Thursday, January 6, 2022

ADAB PADA GURU

PERTAMA: Menghormatinya

Di antara adab pada guru adalah menghormatinya. Di antara bentuk hormatnya adalah memanggilnya dengan panggilan yang santun. Misal yang jadi adat atau kebiasaan di negeri kita, memanggil guru tersebut dengan sebutan Pak Guru atau Ustadz. Panggilan ini adalah bentuk panggilan santunan pada guru kita.
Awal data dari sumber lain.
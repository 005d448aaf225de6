//! Currency display.
//!
//! Every monetary value shown to the donor renders as `$1,234.56`: a dollar
//! sign, comma thousands separators and exactly two decimals, rounded half-up.

use rust_decimal::Decimal;

use crate::calculations::common::round_half_up;

/// Formats an amount for display.
///
/// ```
/// use rust_decimal_macros::dec;
/// use donation_core::currency::format_currency;
///
/// assert_eq!(format_currency(dec!(1234.5)), "$1,234.50");
/// assert_eq!(format_currency(dec!(2.555)), "$2.56");
/// assert_eq!(format_currency(dec!(-1.5)), "-$1.50");
/// ```
pub fn format_currency(amount: Decimal) -> String {
    let rounded = round_half_up(amount);
    let mut magnitude = rounded.abs();
    magnitude.rescale(2);

    let text = magnitude.to_string();
    let (whole, cents) = text.split_once('.').unwrap_or((text.as_str(), "00"));

    let sign = if rounded < Decimal::ZERO { "-" } else { "" };
    format!("{sign}${}.{cents}", group_thousands(whole))
}

fn group_thousands(digits: &str) -> String {
    let mut grouped = String::with_capacity(digits.len() + digits.len() / 3);
    for (i, ch) in digits.chars().enumerate() {
        if i > 0 && (digits.len() - i) % 3 == 0 {
            grouped.push(',');
        }
        grouped.push(ch);
    }
    grouped
}
//! Field-level format checks for the personal details section.
//!
//! The core only requires these fields to be present. Shape checks live
//! here, with the rest of the presentation layer. Blank fields are skipped
//! so that the core's "missing details" message is the one a donor sees.

use std::sync::LazyLock;

use donation_core::{DEFAULT_COUNTRY, PersonalDetails};
use regex::Regex;

static EMAIL_RE: LazyLock<Regex> =
    LazyLock::new(|| Regex::new(r"^[^@\s]+@[^@\s]+\.[^@\s]+$").expect("valid email regex"));

static AU_POSTCODE_RE: LazyLock<Regex> =
    LazyLock::new(|| Regex::new(r"^\d{4}$").expect("valid postcode regex"));

static INTL_POSTCODE_RE: LazyLock<Regex> = LazyLock::new(|| {
    Regex::new(r"^[A-Za-z0-9][A-Za-z0-9 \-]{1,9}$").expect("valid postcode regex")
});

/// Checks the shape of the email and postcode fields.
///
/// Rules:
/// - email must look like `local@domain.tld`
/// - Australian postcodes are four digits
/// - other postcodes are 2-10 letters, digits, spaces or hyphens
pub fn check_contact_details(details: &PersonalDetails) -> Result<(), Vec<String>> {
    let mut errors = Vec::new();

    let email = details.email.trim();
    if !email.is_empty() && !EMAIL_RE.is_match(email) {
        errors.push(format!("'{email}' is not a valid email address."));
    }

    let postcode = details.postcode.trim();
    if !postcode.is_empty() {
        let pattern = if details.country == DEFAULT_COUNTRY {
            &AU_POSTCODE_RE
        } else {
            &INTL_POSTCODE_RE
        };
        if !pattern.is_match(postcode) {
            errors.push(format!(
                "'{postcode}' is not a valid postcode for {}.",
                details.country
            ));
        }
    }

    if errors.is_empty() {
        Ok(())
    } else {
        Err(errors)
    }
}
Hal di atas adalah pengamalan dari hadits dari 'Abdullah bin 'Amr bin Al-'Ash radhiyallahu 'anhuma, ia berkata bahwa Rasulullah shallallahu 'alaihi wa sallam bersabda,


لَيْسَ ا لَمْ ا ا


“Tidak termasuk golongan kami siapa yang tidak mencintai yang kecil di antara kita dan tidak menghormati yang lebih tua di antara kita.” (HR. Tirmidzi no. 1919)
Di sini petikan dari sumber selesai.